Dès le départ, la narration à la deuxième personne du singulier nous prend un peu de court. Cela dit, ça donne rapidement le ton au récit et au personnage d’Anju. Par ses observations détaillées, on comprend bien vite que c’est un adolescent atypique. Jamais il n’est mentionné qu’il a un trouble du spectre de l’autisme, mais par ses gestes calculés et sa difficulté à saisir les émotions d’autrui, un doute subsiste.

« J’arrive maintenant à comprendre l’engouement pour lui et les autres rappeurs populaires. C’est un beat. C’est mathématique. C’est une forme de mantra. De la poésie. Rap signifie d’ailleurs « rythm and poetry ». Content de l’avoir appris en faisant quelques recherches. C’est logique. Je ne saisis toujours pas le deuxième sens de la poésie. Je n’éprouve pas d’émotion à l’écouter. »

De son œil, p.60-61

Bien que la narration m’ait en général plu parce qu’elle nous permet d’être dans la tête d’Anju pour observer le personnage de Noah, cette perspective laisse passer quelques répétitions. Les premiers chapitres notamment ne nous donnent pas beaucoup de nouvelles informations. C’est davantage quand le narrateur parvient à percer l’intimité de Noah et qu’arrive le voyage à New-York qu’on en découvre plus sur cet adolescent parfait. C’est d’ailleurs cette thématique (finalement déconstruite) de perfection qui est fort intéressante. Par ses observations, par ce qu’il dégage, Noah est, en apparence, parfait. Mais quand on connait bien quelqu’un, on découvre bien vite que ce qu’il dégage n’est qu’un leurre.
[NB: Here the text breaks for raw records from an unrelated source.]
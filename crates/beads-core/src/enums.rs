//! Enum types for the beads system.
//!
//! Each enum has:
//! - Custom Serialize (as snake_case string)
//! - Custom Deserialize (known variants + catch-all Custom/Other(String))
//! - `as_str()`, `is_default()`, `Display` impl
//!
//! Status, dependency kind, orphan-handling mode, backend kind, and event
//! kind are closed tagged enumerations; each keeps a `Custom`/`Other`
//! escape hatch so a workspace can record a domain-specific tag without
//! the core rejecting it outright, while validation at the boundary keeps
//! internal operations working with well-formed values.

use serde::{Deserialize, Deserializer, Serialize, Serializer};
use std::fmt;

// ---------------------------------------------------------------------------
// Macro: defines an enum with known string variants + a Custom(String) fallback.
// ---------------------------------------------------------------------------
macro_rules! define_enum {
    (
        $(#[$meta:meta])*
        $name:ident, default = $default:ident, custom_variant = $custom_variant:ident,
        variants: [
            $( ($variant:ident, $str:expr) ),+ $(,)?
        ]
    ) => {
        $(#[$meta])*
        #[derive(Debug, Clone, PartialEq, Eq, Hash)]
        pub enum $name {
            $( $variant, )+
            $custom_variant(String),
        }

        impl $name {
            /// Returns the string representation.
            pub fn as_str(&self) -> &str {
                match self {
                    $( Self::$variant => $str, )+
                    Self::$custom_variant(s) => s.as_str(),
                }
            }

            /// Returns `true` if this is the default variant.
            pub fn is_default(&self) -> bool {
                *self == Self::$default
            }

            /// Returns `true` if this is a built-in (non-custom) variant.
            pub fn is_builtin(&self) -> bool {
                !matches!(self, Self::$custom_variant(_))
            }

            /// Returns `true` if this is a known valid variant or any non-empty custom string.
            pub fn is_valid(&self) -> bool {
                match self {
                    Self::$custom_variant(s) => !s.is_empty(),
                    _ => true,
                }
            }

            /// Returns `true` if this is valid, also accepting the given custom values.
            pub fn is_valid_with_custom(&self, custom_values: &[&str]) -> bool {
                if self.is_builtin() {
                    return true;
                }
                if let Self::$custom_variant(s) = self {
                    return custom_values.contains(&s.as_str());
                }
                false
            }
        }

        impl Default for $name {
            fn default() -> Self {
                Self::$default
            }
        }

        impl fmt::Display for $name {
            fn fmt(&self, f: &mut fmt::Formatter<'_>) -> fmt::Result {
                f.write_str(self.as_str())
            }
        }

        impl Serialize for $name {
            fn serialize<S: Serializer>(&self, serializer: S) -> Result<S::Ok, S::Error> {
                serializer.serialize_str(self.as_str())
            }
        }

        impl<'de> Deserialize<'de> for $name {
            fn deserialize<D: Deserializer<'de>>(deserializer: D) -> Result<Self, D::Error> {
                let s = String::deserialize(deserializer)?;
                Ok(Self::from(s.as_str()))
            }
        }

        impl From<&str> for $name {
            fn from(s: &str) -> Self {
                match s {
                    $( $str => Self::$variant, )+
                    other => Self::$custom_variant(other.to_owned()),
                }
            }
        }

        impl From<String> for $name {
            fn from(s: String) -> Self {
                // Check known variants first to avoid allocation in common case.
                match s.as_str() {
                    $( $str => Self::$variant, )+
                    _ => Self::$custom_variant(s),
                }
            }
        }
    };
}

// ===========================================================================
// Status
// ===========================================================================

define_enum! {
    /// Current state of an issue.
    Status, default = Open, custom_variant = Custom,
    variants: [
        (Open, "open"),
        (InProgress, "in_progress"),
        (Blocked, "blocked"),
        (Closed, "closed"),
        (Tombstone, "tombstone"),
    ]
}

impl Status {
    /// An issue in either of these terminal states is never ready.
    pub fn is_terminal(&self) -> bool {
        matches!(self, Self::Closed | Self::Tombstone)
    }
}

// ===========================================================================
// IssueType
// ===========================================================================

define_enum! {
    /// Categorises the kind of work.
    IssueType, default = Task, custom_variant = Custom,
    variants: [
        (Task, "task"),
        (Bug, "bug"),
        (Feature, "feature"),
        (Epic, "epic"),
        (Chore, "chore"),
        (Discovered, "discovered"),
    ]
}

impl IssueType {
    /// Normalises common aliases to their canonical form.
    pub fn normalize(&self) -> Self {
        match self.as_str() {
            "enhancement" | "feat" => Self::Feature,
            "found" | "discovered-from" => Self::Discovered,
            _ => self.clone(),
        }
    }
}

// ===========================================================================
// DependencyType
// ===========================================================================

define_enum! {
    /// Relationship type between issues.
    DependencyType, default = Blocks, custom_variant = Custom,
    variants: [
        (Blocks, "blocks"),
        (ParentChild, "parent-child"),
        (ConditionalBlocks, "conditional-blocks"),
        (WaitsFor, "waits-for"),
        (Related, "related"),
        (DiscoveredFrom, "discovered-from"),
        (RepliesTo, "replies-to"),
        (Duplicates, "duplicates"),
        (Supersedes, "supersedes"),
    ]
}

impl DependencyType {
    /// The ready-blocking edge kinds: the subset of dependency kinds that
    /// can hold an issue out of the ready set.
    pub const READY_BLOCKING: [DependencyType; 4] = [
        DependencyType::Blocks,
        DependencyType::ParentChild,
        DependencyType::ConditionalBlocks,
        DependencyType::WaitsFor,
    ];

    /// Returns `true` if this dependency kind affects readiness.
    pub fn affects_ready_work(&self) -> bool {
        matches!(
            self,
            Self::Blocks | Self::ParentChild | Self::ConditionalBlocks | Self::WaitsFor
        )
    }
}

// ===========================================================================
// OrphanMode
// ===========================================================================

define_enum! {
    /// Policy for dependency edges whose target is missing on import.
    OrphanMode, default = Allow, custom_variant = Custom,
    variants: [
        (Allow, "allow"),
        (Skip, "skip"),
        (Strict, "strict"),
        (Resurrect, "resurrect"),
    ]
}

// ===========================================================================
// BackendKind
// ===========================================================================

define_enum! {
    /// Storage backend selection. Only `Embedded` ships in this core.
    BackendKind, default = Embedded, custom_variant = Custom,
    variants: [
        (Embedded, "embedded"),
        (Versioned, "versioned"),
    ]
}

// ===========================================================================
// EventType
// ===========================================================================

/// Categorises audit trail events.
#[derive(Debug, Clone, PartialEq, Eq, Hash)]
pub enum EventType {
    Created,
    Updated,
    StatusChanged,
    Commented,
    Closed,
    Reopened,
    DependencyAdded,
    DependencyRemoved,
    LabelAdded,
    LabelRemoved,
    Tombstoned,
    Merged,
    /// Catch-all for unknown / future event types.
    Other(String),
}

impl EventType {
    /// Returns the string representation.
    pub fn as_str(&self) -> &str {
        match self {
            Self::Created => "created",
            Self::Updated => "updated",
            Self::StatusChanged => "status_changed",
            Self::Commented => "commented",
            Self::Closed => "closed",
            Self::Reopened => "reopened",
            Self::DependencyAdded => "dependency_added",
            Self::DependencyRemoved => "dependency_removed",
            Self::LabelAdded => "label_added",
            Self::LabelRemoved => "label_removed",
            Self::Tombstoned => "tombstoned",
            Self::Merged => "merged",
            Self::Other(s) => s.as_str(),
        }
    }

    /// Returns `true` if this is the default variant.
    pub fn is_default(&self) -> bool {
        matches!(self, Self::Created)
    }
}

impl Default for EventType {
    fn default() -> Self {
        Self::Created
    }
}

impl fmt::Display for EventType {
    fn fmt(&self, f: &mut fmt::Formatter<'_>) -> fmt::Result {
        f.write_str(self.as_str())
    }
}

impl Serialize for EventType {
    fn serialize<S: Serializer>(&self, serializer: S) -> Result<S::Ok, S::Error> {
        serializer.serialize_str(self.as_str())
    }
}

impl<'de> Deserialize<'de> for EventType {
    fn deserialize<D: Deserializer<'de>>(deserializer: D) -> Result<Self, D::Error> {
        let s = String::deserialize(deserializer)?;
        Ok(Self::from(s.as_str()))
    }
}

impl From<&str> for EventType {
    fn from(s: &str) -> Self {
        match s {
            "created" => Self::Created,
            "updated" => Self::Updated,
            "status_changed" => Self::StatusChanged,
            "commented" => Self::Commented,
            "closed" => Self::Closed,
            "reopened" => Self::Reopened,
            "dependency_added" => Self::DependencyAdded,
            "dependency_removed" => Self::DependencyRemoved,
            "label_added" => Self::LabelAdded,
            "label_removed" => Self::LabelRemoved,
            "tombstoned" => Self::Tombstoned,
            "merged" => Self::Merged,
            other => Self::Other(other.to_owned()),
        }
    }
}

impl From<String> for EventType {
    fn from(s: String) -> Self {
        Self::from(s.as_str())
    }
}

#[cfg(test)]
mod tests {
    use super::*;

    #[test]
    fn status_default_is_open() {
        assert_eq!(Status::default(), Status::Open);
        assert!(Status::Open.is_default());
        assert!(!Status::Closed.is_default());
    }

    #[test]
    fn status_terminal_states() {
        assert!(Status::Closed.is_terminal());
        assert!(Status::Tombstone.is_terminal());
        assert!(!Status::Open.is_terminal());
        assert!(!Status::Blocked.is_terminal());
    }

    #[test]
    fn status_roundtrip_serde() {
        let s = Status::InProgress;
        let json = serde_json::to_string(&s).unwrap();
        assert_eq!(json, r#""in_progress""#);
        let back: Status = serde_json::from_str(&json).unwrap();
        assert_eq!(back, s);
    }

    #[test]
    fn status_custom_roundtrip() {
        let json = r#""my_custom_status""#;
        let s: Status = serde_json::from_str(json).unwrap();
        assert_eq!(s, Status::Custom("my_custom_status".into()));
        assert_eq!(serde_json::to_string(&s).unwrap(), json);
    }

    #[test]
    fn dependency_type_as_str() {
        assert_eq!(DependencyType::ParentChild.as_str(), "parent-child");
        assert_eq!(
            DependencyType::ConditionalBlocks.as_str(),
            "conditional-blocks"
        );
    }

    #[test]
    fn dependency_type_affects_ready_work() {
        assert!(DependencyType::Blocks.affects_ready_work());
        assert!(DependencyType::ParentChild.affects_ready_work());
        assert!(!DependencyType::Related.affects_ready_work());
        assert!(!DependencyType::RepliesTo.affects_ready_work());
    }

    #[test]
    fn orphan_mode_roundtrip() {
        assert_eq!(OrphanMode::default(), OrphanMode::Allow);
        assert_eq!(OrphanMode::from("resurrect"), OrphanMode::Resurrect);
    }

    #[test]
    fn backend_kind_default_embedded() {
        assert_eq!(BackendKind::default(), BackendKind::Embedded);
    }

    #[test]
    fn event_type_other_variant() {
        let json = r#""custom_event""#;
        let e: EventType = serde_json::from_str(json).unwrap();
        assert_eq!(e, EventType::Other("custom_event".into()));
    }

    #[test]
    fn issue_type_normalize() {
        assert_eq!(
            IssueType::Custom("enhancement".into()).normalize(),
            IssueType::Feature
        );
        assert_eq!(IssueType::Bug.normalize(), IssueType::Bug);
    }
}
Je ne peux pas dire que j’ai adoré ma lecture. Le côté répétitif notamment m’a un peu agacée au début, mais il y a aussi le fait que je n’ai pas trouvé les personnages particulièrement attachants ou uniques. On saisit très bien les personnages et on peut facilement se les imaginer, mais ils ne sortaient pas de l’ordinaire. J’ai trouvé que le personnage de Mégane, qui fait quelques apparitions assez importantes, avait plus d’intérêt. Je verrais bien un autre tome dans lequel Anju observe celle-ci…

Bref, ce fut une lecture intéressante d’un point de vue narration, mais je ne peux malheureusement affirmer que ç’a été une découverte.